Cells were harvested by centrifugation and washed twice with 0.01 M potassium phosphate buffer pH 7.0. The resultant pellet was grinded for 20 minutes in mortar using alumina (Sigma Type A-5), the extracted disrupted cells re-suspended in 0.01 M potassium phosphate buffer equivalent to 1/3 of the original volume. The suspension was then centrifuged at 4000 rpm for 20 minutes at 4˚C using a high speed centrifuge (Sigma 6k15-Ger- many) as described by El-Soda and Desmazeaud (1982) [38] .

2.8.2. Aminopeptidase Activity

Aminopeptidase activity in the crude cell free extract was measured using Leucine para-nitroanilide (Sigma, St. Louis, Missouri, USA) as a substrate according to the method of El-Soda and Desmazeaud (1982) [38] A unit of aminopeptidase activity was defined as the variation of 0.01 unit of absorbance at 420 nm in 1 min for 1 ml enzyme of the different strains under previously described assay conditions. The specific activity was defined as the number of activity units/mg of protein.

2.8.3. Esterase Activity

The esterase activity was measured using Para-nitro phenyl butyrate as a substrate as described by Brandle and Zizer (1973) [39] . A unit of esterase activity was defined as the variation of 0.01 unit of absorbance at 420 nm in 1 min for 1 ml enzyme of the different strains under previously described assay conditions. The specific activity was defined as the number of activity units/mg of protein.

2.8.4. Protein Determination

The protein concentration was estimated according to the method of Lowry et al., (1951) [40] , using the Folin & Ciocalteu’s phenol reagent with bovine serum albumin as standard.

2.9. Statistical Analysis

F-test and analysis of variance of treatments difference was performed in randomized complete design according to Steel and Torrie (1980) [41] . Statistical analysis was done by ANOVA, F-test and L.S.D procedures available within the SAS software package (9.13.2009).

3. Results

3.1. Effect of Freezing and Freeze-Drying on the Survival Rate

Table 2 shows the results of the survival rates of the tested strains at the first day of freeze-drying and during the storage period (1, 3, and 6 months) for both frozen and freeze-dried cultures. There was a significant decrease of the survival rates of frozen and freeze-dried samples. The survival rates at the first day of freeze-drying ranged from 92 to 99.5%, after 6 months of storage, the obtained results revealed that the survival rate was strain related, Streptococcus thermophillus, Lactococcus lactis subsp. lactis, Lactococcus lactis subsp. cremoris and Enterococcus faecium had the highest survival rate which ranged from 95% - 98.6%, while Lactobacillus helveticus and Lactobacillus plantarum showed the lowest survival rate (72.7% - 76.9%). Whereas the survival rates for frozen cultures after one month of storage ranged from 86.2% - 99.4%. After 6 months of storage values decreased gradually to reach 96.5% for Streptococcus thermophillus and Lactobacillus delbrueckii subsp. Lactis and 81% for Lactobacillus delbrueckii subsp. bulgaricus and Lactobacillus brevis.

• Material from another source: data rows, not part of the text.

/// Walk the policy's steps in order, each at `started + delay`. A step
/// only acts while the alert is still active.
async fn run_escalation(
    shared: Arc<Shared>,
    alert_id: String,
    policy: EscalationPolicy,
    started: Instant,
) {
    for (index, step) in policy.steps.iter().enumerate() {
        let Some(due) = started.checked_add(std::time::Duration::from_secs(step.delay_secs)) else {
            tracing::warn!(
                alert_id = %alert_id,
                step = index,
                "Escalation step delay out of range"
            );
            break;
        };
        tokio::time::sleep_until(due).await;

        let alert = {
            let mut state = shared.state.lock();
            let now = Utc::now();
            let snapshot = match state.active.get_mut(&alert_id) {
                Some(alert) if alert.status == AlertStatus::Active => {
                    alert.escalation_step = index + 1;
                    alert.clone()
                }
                _ => break,
            };
            state.record(snapshot.clone(), HistoryAction::Escalated, None, now);
            snapshot
        };
        shared.escalations.step_done(&alert_id, index);
        tracing::info!(
            alert_id = %alert_id,
            step = index,
            policy_id = %policy.id,
            "Escalation step fired"
        );

        // Detached: a handler that hangs or panics holds up neither its
        // siblings nor the next step.
        for action in step.actions.iter().copied() {
            let handler = Arc::clone(&shared.handler);
            let alert = alert.clone();
            tokio::spawn(async move {
                if let Err(e) = handler.handle(action, &alert, index).await {
                    tracing::warn!(
                        alert_id = %alert.id,
                        step = index,
                        %action,
                        error = %e,
                        "Escalation action failed"
                    );
                }
            });
        }
    }
    shared.escalations.finished(&alert_id);
}
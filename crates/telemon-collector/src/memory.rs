use crate::Collector;
use anyhow::Result;
use chrono::Utc;
use sysinfo::System;
use telemon_common::types::{tags, MetricSample};
use telemon_metrics::series;

pub struct MemoryCollector {
    system: System,
}

impl MemoryCollector {
    pub fn new() -> Self {
        Self {
            system: System::new(),
        }
    }
}

impl Default for MemoryCollector {
    fn default() -> Self {
        Self::new()
    }
}

/// Used share of `total` in percent; 0 when the total is unknown.
pub fn usage_percent(used: u64, total: u64) -> f64 {
    if total > 0 {
        (used as f64 / total as f64) * 100.0
    } else {
        0.0
    }
}

impl Collector for MemoryCollector {
    fn name(&self) -> &str {
        "memory"
    }

    fn collect(&mut self) -> Result<Vec<MetricSample>> {
        self.system.refresh_memory();
        let total = self.system.total_memory();
        let used = self.system.used_memory();
        let used_str = used.to_string();
        let total_str = total.to_string();

        Ok(vec![MetricSample {
            series: series::MEMORY.to_string(),
            timestamp: Utc::now(),
            value: usage_percent(used, total),
            tags: tags(&[
                (series::TAG_USED_BYTES, used_str.as_str()),
                (series::TAG_TOTAL_BYTES, total_str.as_str()),
            ]),
        }])
    }
}
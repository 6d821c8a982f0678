use chrono::{DateTime, Utc};
use std::collections::VecDeque;
use telemon_common::types::MetricSample;

/// Append-only, time-ordered samples of one series.
///
/// Bounded by `max_samples` (FIFO eviction). Timestamps never go
/// backwards: a sample older than the tail is stamped with the tail time,
/// so windows can be located by binary search.
pub struct SeriesBuffer {
    seq: u64,
    max_samples: usize,
    data: VecDeque<MetricSample>,
}

impl SeriesBuffer {
    pub fn new(seq: u64, max_samples: usize) -> Self {
        Self {
            seq,
            max_samples: max_samples.max(1),
            data: VecDeque::new(),
        }
    }

    /// Registration order of the series inside its store.
    pub fn seq(&self) -> u64 {
        self.seq
    }

    pub fn push(&mut self, mut sample: MetricSample) -> Option<MetricSample> {
        if let Some(tail) = self.data.back() {
            if sample.timestamp < tail.timestamp {
                sample.timestamp = tail.timestamp;
            }
        }
        let evicted = if self.data.len() >= self.max_samples {
            self.data.pop_front()
        } else {
            None
        };
        self.data.push_back(sample);
        evicted
    }

    /// Drop every sample strictly older than `cutoff`.
    pub fn evict_before(&mut self, cutoff: DateTime<Utc>) -> usize {
        let mut removed = 0;
        while let Some(front) = self.data.front() {
            if front.timestamp < cutoff {
                self.data.pop_front();
                removed += 1;
            } else {
                break;
            }
        }
        removed
    }

    /// Samples with `start <= timestamp <= end`, oldest first.
    pub fn in_window(
        &self,
        start: DateTime<Utc>,
        end: DateTime<Utc>,
    ) -> impl Iterator<Item = &MetricSample> {
        let first = self.data.partition_point(|s| s.timestamp < start);
        self.data
            .range(first..)
            .take_while(move |s| s.timestamp <= end)
    }

    pub fn latest(&self) -> Option<&MetricSample> {
        self.data.back()
    }

    pub fn oldest(&self) -> Option<&MetricSample> {
        self.data.front()
    }

    pub fn len(&self) -> usize {
        self.data.len()
    }

    pub fn is_empty(&self) -> bool {
        self.data.is_empty()
    }
}
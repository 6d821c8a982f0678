use crate::model::{Alert, AlertHistoryEntry, AlertStatus, HistoryAction};
use chrono::{DateTime, Duration, Utc};
use serde::Serialize;
use std::collections::BTreeMap;
use telemon_common::window::window_start;

/// Alert counts over the alerts created inside a window.
#[derive(Debug, Clone, Default, Serialize)]
pub struct AlertStatistics {
    pub total: usize,
    pub active: usize,
    pub acknowledged: usize,
    pub resolved: usize,
    pub escalations: usize,
    pub by_severity: BTreeMap<String, usize>,
    pub by_status: BTreeMap<String, usize>,
    /// Keyed by rule id.
    pub by_rule: BTreeMap<String, usize>,
    pub mean_time_to_acknowledge_secs: Option<f64>,
    pub mean_time_to_resolve_secs: Option<f64>,
}

fn mean(values: &[f64]) -> Option<f64> {
    if values.is_empty() {
        None
    } else {
        Some(values.iter().sum::<f64>() / values.len() as f64)
    }
}

impl AlertStatistics {
    /// History gives the latest known state of past alerts; the active set
    /// wins for alerts still open.
    pub fn compute<'a>(
        history: impl Iterator<Item = &'a AlertHistoryEntry>,
        active: impl Iterator<Item = &'a Alert>,
        window: Duration,
        now: DateTime<Utc>,
    ) -> Self {
        let start = window_start(now, window);
        let mut latest: BTreeMap<&str, &Alert> = BTreeMap::new();
        let mut stats = Self::default();

        for entry in history {
            if entry.alert.created_at < start {
                continue;
            }
            if entry.action == HistoryAction::Escalated {
                stats.escalations += 1;
            }
            latest.insert(entry.alert.id.as_str(), &entry.alert);
        }
        for alert in active {
            if alert.created_at >= start {
                latest.insert(alert.id.as_str(), alert);
            }
        }

        let mut ack_secs = Vec::new();
        let mut resolve_secs = Vec::new();
        for alert in latest.values() {
            stats.total += 1;
            match alert.status {
                AlertStatus::Active => stats.active += 1,
                AlertStatus::Acknowledged => stats.acknowledged += 1,
                AlertStatus::Resolved => stats.resolved += 1,
            }
            *stats.by_severity.entry(alert.severity.to_string()).or_insert(0) += 1;
            *stats.by_status.entry(alert.status.to_string()).or_insert(0) += 1;
            *stats.by_rule.entry(alert.rule_id.clone()).or_insert(0) += 1;
            if let Some(at) = alert.acknowledged_at {
                ack_secs.push((at - alert.created_at).num_milliseconds() as f64 / 1000.0);
            }
            if let Some(at) = alert.resolved_at {
                resolve_secs.push((at - alert.created_at).num_milliseconds() as f64 / 1000.0);
            }
        }
        stats.mean_time_to_acknowledge_secs = mean(&ack_secs);
        stats.mean_time_to_resolve_secs = mean(&resolve_secs);
        stats
    }
}
use crate::trends::TrendSummary;
use chrono::{DateTime, Utc};
use serde::{Deserialize, Serialize};
use std::collections::BTreeMap;
use telemon_alert::AlertStatistics;
use telemon_health::HealthSnapshot;
use telemon_metrics::report::{EndpointStats, PerformanceOverview};

#[derive(Debug, Clone, Serialize)]
pub struct EndpointLatency {
    pub endpoint: String,
    pub requests: u64,
    pub mean_ms: f64,
    pub p95_ms: f64,
    pub max_ms: f64,
}

#[derive(Debug, Clone, Serialize)]
pub struct AlertOverview {
    pub active: usize,
    /// Active alerts per severity.
    pub active_by_severity: BTreeMap<String, usize>,
    pub statistics: AlertStatistics,
}

#[derive(Debug, Clone, Serialize)]
pub struct DashboardView {
    /// `None` for an unbounded window.
    pub window_secs: Option<i64>,
    pub generated_at: DateTime<Utc>,
    pub performance: PerformanceOverview,
    pub health: HealthSnapshot,
    pub alerts: AlertOverview,
    pub slow_endpoints: Vec<EndpointLatency>,
    pub error_endpoints: Vec<EndpointStats>,
    /// Missing when the trend source failed.
    pub trends: Option<TrendSummary>,
}

#[derive(Debug, Clone, Serialize)]
pub struct RealtimeMetrics {
    pub timestamp: DateTime<Utc>,
    pub requests_per_minute: f64,
    pub mean_response_ms: f64,
    pub p95_response_ms: f64,
    pub error_rate: f64,
    pub memory_percent: Option<f64>,
    pub cpu_percent: Option<f64>,
    pub active_alerts: usize,
    pub clients: usize,
}

#[derive(Debug, Clone, Serialize)]
pub struct DashboardSettings {
    pub refresh_interval_secs: u64,
    pub cache_ttl_secs: u64,
    pub default_window: String,
    pub supported_windows: Vec<&'static str>,
    pub widgets: Vec<String>,
}

/// What a live-view consumer told us about itself.
#[derive(Debug, Clone, Default, Serialize, Deserialize)]
pub struct ClientInfo {
    #[serde(default)]
    pub name: Option<String>,
    /// Views the client intends to poll.
    #[serde(default)]
    pub views: Vec<String>,
}

#[derive(Debug, Clone, Serialize)]
pub struct RegisteredClient {
    pub id: String,
    pub info: ClientInfo,
    pub registered_at: DateTime<Utc>,
}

3.2. Effect of Freezing and Freeze-Drying on the Autolytic Activity

The autolytic properties were evaluated in order to quantify the ability of the strains to liberate their intracellular enzymes which can then play an important role during the ripening process [31] .

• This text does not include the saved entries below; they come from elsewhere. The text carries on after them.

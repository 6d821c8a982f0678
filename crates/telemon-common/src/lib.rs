//! Shared types for the telemon workspace.
//!
//! Everything in here is plain data: metric samples, severity and health
//! status enums, a fixed-capacity ring used by the history buffers, and the
//! window parser used by query surfaces.

pub mod id;
pub mod ring;
pub mod types;
pub mod window;
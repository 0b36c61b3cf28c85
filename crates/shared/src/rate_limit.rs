use std::sync::Arc;
use std::time::{Duration, Instant};

use dashmap::DashMap;

use crate::config::{ConfigError, RateLimitConfig};

#[derive(Debug, Clone, Copy, PartialEq, Eq)]
pub enum RateLimitScope {
    Window,
    Burst,
}

impl RateLimitScope {
    pub const fn as_str(self) -> &'static str {
        match self {
            Self::Window => "window",
            Self::Burst => "burst",
        }
    }
}

#[derive(Debug, Clone, Copy, PartialEq, Eq)]
pub enum RateLimitDecision {
    Allowed,
    Denied {
        scope: RateLimitScope,
        retry_after_seconds: u64,
    },
}

#[derive(Debug, Clone)]
struct RateCounter {
    count: u32,
    window_expiry: Instant,
    burst_count: u32,
    burst_expiry: Instant,
}

impl RateCounter {
    fn open(now: Instant, config: &RateLimitConfig) -> Self {
        Self {
            count: 0,
            window_expiry: now + config.window(),
            burst_count: 0,
            burst_expiry: now + config.burst_window(),
        }
    }
}

/// Fixed-window admission counter keyed by session. Each key lives in its own map shard
/// entry, so updating one key never waits on another key's counter.
#[derive(Debug)]
pub struct RateLimitWindow {
    config: RateLimitConfig,
    counters: DashMap<String, RateCounter>,
}

impl RateLimitWindow {
    pub fn new(config: RateLimitConfig) -> Result<Self, ConfigError> {
        config.validate()?;
        Ok(Self {
            config,
            counters: DashMap::new(),
        })
    }

    pub fn admit(&self, key: &str) -> bool {
        self.check(key) == RateLimitDecision::Allowed
    }

    pub fn check(&self, key: &str) -> RateLimitDecision {
        self.check_at(key, Instant::now())
    }

    pub fn check_at(&self, key: &str, now: Instant) -> RateLimitDecision {
        let mut counter = self
            .counters
            .entry(key.to_string())
            .or_insert_with(|| RateCounter::open(now, &self.config));

        // Expiry is fixed at creation and never extended by later hits.
        if now >= counter.window_expiry {
            counter.count = 0;
            counter.window_expiry = now + self.config.window();
        }
        if now >= counter.burst_expiry {
            counter.burst_count = 0;
            counter.burst_expiry = now + self.config.burst_window();
        }

        if counter.count >= self.config.per_minute_max {
            return RateLimitDecision::Denied {
                scope: RateLimitScope::Window,
                retry_after_seconds: retry_after_seconds(
                    counter.window_expiry.saturating_duration_since(now),
                ),
            };
        }
        if counter.burst_count >= self.config.burst_max {
            return RateLimitDecision::Denied {
                scope: RateLimitScope::Burst,
                retry_after_seconds: retry_after_seconds(
                    counter.burst_expiry.saturating_duration_since(now),
                ),
            };
        }

        counter.count = counter.count.saturating_add(1);
        counter.burst_count = counter.burst_count.saturating_add(1);
        RateLimitDecision::Allowed
    }

    pub fn prune_expired(&self, now: Instant) {
        self.counters
            .retain(|_, counter| now < counter.window_expiry);
    }

    pub fn tracked_keys(&self) -> usize {
        self.counters.len()
    }

    pub fn spawn_pruner(self: &Arc<Self>, interval: Duration) -> tokio::task::JoinHandle<()> {
        let window = Arc::clone(self);
        tokio::spawn(async move {
            let mut ticker = tokio::time::interval(interval);
            loop {
                ticker.tick().await;
                window.prune_expired(Instant::now());
            }
        })
    }
}

fn retry_after_seconds(remaining: Duration) -> u64 {
    let seconds = remaining.as_secs();
    if remaining.subsec_nanos() > 0 {
        seconds.saturating_add(1)
    } else {
        seconds.max(1)
    }
}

Table 2. Effect of freezing and freeze-drying on survival rate%.

a-n Means followed by the same letter’s are not significant, but different letters are significant according to LSD procedure (P < 0.05).

Table 3 revealed an increase in autolytic activity for frozen and freeze-dried cultures, the obtained results for freeze-dried cultures showed that the lowest autolytic activity after the first day of freeze-drying was 14% for Enterococcus faecium, while the highest autolytic activity was 62% for Lactobacillus plantarum and Lactobacillus rhamnosus. When both treatments were compared the obtained data revealed that freeze-drying had a higher impact on autolytic activity (31.28%) than freezing (27.81%). As a general rule Lactobacillus strains exhibited higher rate of autolysis when compared to Streptococcus thermophillus, Lactococcus lactis subsp. lactis, Lactococcus lactis subsp. cremoris and Enterococcus faecium strains.

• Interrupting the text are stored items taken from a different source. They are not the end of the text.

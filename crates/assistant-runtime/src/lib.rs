pub mod config;
pub mod error;
pub mod observer;
pub mod orchestrator;

pub use config::RuntimeConfig;
pub use error::{PipelineError, RuntimeBuildError};
pub use observer::{PipelineObserver, PipelineStage, StageOutcome, TracingObserver};
pub use orchestrator::{
    AssistantReply, AssistantRuntime, AssistantRuntimeBuilder, ImageSearchReply, ImageUpload,
    ListingMedia, RequestContext, Route,
};
use std::time::{Duration, Instant};

use tracing::{info, warn};

use super::contracts::AgentCapability;
use super::embedding::EmbeddingModel;
use super::gateway::{ChatCompletion, ChatModel, ChatRequest, LlmGatewayError};

#[derive(Debug, Clone)]
pub struct LlmTelemetryEvent {
    pub capability: &'static str,
    pub outcome: &'static str,
    pub latency_ms: u64,
    pub provider: String,
    pub model: Option<String>,
    pub prompt_tokens: Option<u32>,
    pub completion_tokens: Option<u32>,
    pub total_tokens: Option<u32>,
    pub estimated_cost_usd: Option<f64>,
    pub error_type: Option<&'static str>,
}

/// Runs one model call under `timeout`, then logs and returns its telemetry. An elapsed
/// timeout is reported as [`LlmGatewayError::Timeout`]; nothing is retried here.
pub async fn complete_with_telemetry(
    model: &dyn ChatModel,
    request: ChatRequest,
    timeout: Duration,
    requester_id: &str,
) -> (Result<ChatCompletion, LlmGatewayError>, LlmTelemetryEvent) {
    let capability = request.capability;
    let started_at = Instant::now();
    let result = match tokio::time::timeout(timeout, model.complete(request)).await {
        Ok(result) => result,
        Err(_) => Err(LlmGatewayError::Timeout),
    };
    let telemetry = telemetry_for_result(capability, started_at.elapsed(), &result);
    log_telemetry(requester_id, &telemetry);
    (result, telemetry)
}

pub async fn embed_with_telemetry(
    model: &dyn EmbeddingModel,
    text: &str,
    timeout: Duration,
    requester_id: &str,
) -> Result<Vec<f32>, LlmGatewayError> {
    let started_at = Instant::now();
    let result = match tokio::time::timeout(timeout, model.embed(text)).await {
        Ok(result) => result,
        Err(_) => Err(LlmGatewayError::Timeout),
    };
    let latency_ms = duration_to_millis(started_at.elapsed());

    match &result {
        Ok(vector) => info!(
            requester_id,
            capability = "embedding",
            outcome = "success",
            latency_ms,
            dimensions = vector.len(),
            "llm request metrics"
        ),
        Err(err) => warn!(
            requester_id,
            capability = "embedding",
            outcome = "failure",
            latency_ms,
            error_type = error_type(err),
            "llm request metrics"
        ),
    }
    result
}

pub fn log_telemetry(requester_id: &str, telemetry: &LlmTelemetryEvent) {
    if telemetry.outcome == "success" {
        info!(
            requester_id,
            capability = telemetry.capability,
            outcome = telemetry.outcome,
            provider = telemetry.provider.as_str(),
            model = ?telemetry.model,
            latency_ms = telemetry.latency_ms,
            prompt_tokens = ?telemetry.prompt_tokens,
            completion_tokens = ?telemetry.completion_tokens,
            total_tokens = ?telemetry.total_tokens,
            estimated_cost_usd = ?telemetry.estimated_cost_usd,
            "llm request metrics"
        );
    } else {
        warn!(
            requester_id,
            capability = telemetry.capability,
            outcome = telemetry.outcome,
            provider = telemetry.provider.as_str(),
            latency_ms = telemetry.latency_ms,
            error_type = ?telemetry.error_type,
            "llm request metrics"
        );
    }
}

fn telemetry_for_result(
    capability: AgentCapability,
    latency: Duration,
    result: &Result<ChatCompletion, LlmGatewayError>,
) -> LlmTelemetryEvent {
    let latency_ms = duration_to_millis(latency);
    match result {
        Ok(response) => {
            let usage = response.usage.clone().unwrap_or_default();
            let has_usage = response.usage.is_some();
            let estimated_cost_usd = if has_usage {
                estimate_cost_usd(
                    &response.model,
                    usage.prompt_tokens,
                    usage.completion_tokens,
                )
            } else {
                None
            };

            LlmTelemetryEvent {
                capability: capability.as_str(),
                outcome: "success",
                latency_ms,
                provider: provider_from_model(&response.model),
                model: Some(response.model.clone()),
                prompt_tokens: has_usage.then_some(usage.prompt_tokens),
                completion_tokens: has_usage.then_some(usage.completion_tokens),
                total_tokens: has_usage.then_some(usage.total_tokens),
                estimated_cost_usd,
                error_type: None,
            }
        }
        Err(err) => LlmTelemetryEvent {
            capability: capability.as_str(),
            outcome: "failure",
            latency_ms,
            provider: "openrouter".to_string(),
            model: None,
            prompt_tokens: None,
            completion_tokens: None,
            total_tokens: None,
            estimated_cost_usd: None,
            error_type: Some(error_type(err)),
        },
    }
}

fn duration_to_millis(duration: Duration) -> u64 {
    let millis = duration.as_millis();
    u64::try_from(millis).unwrap_or(u64::MAX)
}

fn provider_from_model(model: &str) -> String {
    model
        .split('/')
        .next()
        .map(str::trim)
        .filter(|value| !value.is_empty())
        .unwrap_or("openrouter")
        .to_string()
}

fn error_type(error: &LlmGatewayError) -> &'static str {
    match error {
        LlmGatewayError::Timeout => "timeout",
        LlmGatewayError::ProviderFailure(_) => "provider_failure",
        LlmGatewayError::InvalidProviderPayload(_) => "invalid_provider_payload",
    }
}

fn estimate_cost_usd(model: &str, prompt_tokens: u32, completion_tokens: u32) -> Option<f64> {
    let pricing = pricing_for_model(model)?;
    let prompt = f64::from(prompt_tokens);
    let completion = f64::from(completion_tokens);
    let total = (prompt * pricing.input_per_million + completion * pricing.output_per_million)
        / 1_000_000.0;
    Some((total * 1_000_000.0).round() / 1_000_000.0)
}

#[derive(Debug, Clone, Copy)]
struct ModelPricing {
    input_per_million: f64,
    output_per_million: f64,
}

fn pricing_for_model(model: &str) -> Option<ModelPricing> {
    let normalized = model.trim().to_ascii_lowercase();
    if normalized.starts_with("openai/gpt-4o-mini") {
        return Some(ModelPricing {
            input_per_million: 0.15,
            output_per_million: 0.60,
        });
    }

    if normalized.starts_with("anthropic/claude-3.5-haiku") {
        return Some(ModelPricing {
            input_per_million: 0.80,
            output_per_million: 4.00,
        });
    }

    None
}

3.3. Effect of Freezing and Freeze-Drying on the Intracellular Enzymatic Activity

The aminopeptidase activity of the tested cultures at the first day of freeze-drying and after 3 and 6 months of the storage period is illustrated in Figure 1. The obtained data revealed thatLactobacillus paracasei subsp. paracasei had aminopeptidase specific activity of 3.18 which was the highest among all the species tested. The

Figure 1. Aminopeptidase activities of tested strains at zero time and after freezing, freeze-drying and during storage period.

Table 3. Effect of freezing and freeze-drying on the autolytic activity.

a-wMeans followed by the same letter’s are not significant, but different letters are significant according to LSD procedure (P < 0.05).

aminopeptidase activity of Lactobacillus strains was higher when compared to Streptococcus thermophillus, Lactococcus lactis subsp. lactis, Lactococcus lactis subsp. cremoris and Enterococcus faecium strains.

As a general rule conservation methods lead to a significant decrease of aminopeptidase activity, which was in favor of freeze-drying. In fact the decrease ranged from 10% - 20% for freeze-dried cultures, while corresponding values in the case of freezing were 7% - 16%. Similar trends was observed for esterase activity (Figure 2)

Figure 2 which illustrate the esterase activity of the tested cultures at the first day of freeze-drying and after 3 and 6 months of storage period, show that Lactobacillus cultures exhibited lower esterase activity when compared to Streptococcus thermophillus, Lactococcus lactis subsp. lactis, Lactococcus lactis subsp. cremoris and Enterococcus faecium.

4. Discussion

Freeze-drying and freezing are commonly used for the preservation and storage of microorganisms for industrial application. The optimal performance of starter cultures should guarantee their potential to survive and the stabilization of their metabolic activity. In the present work we assessed the survival conditions of 26 LAB strains exhibiting technological potential during freeze-drying and freezing over a storage period of six months.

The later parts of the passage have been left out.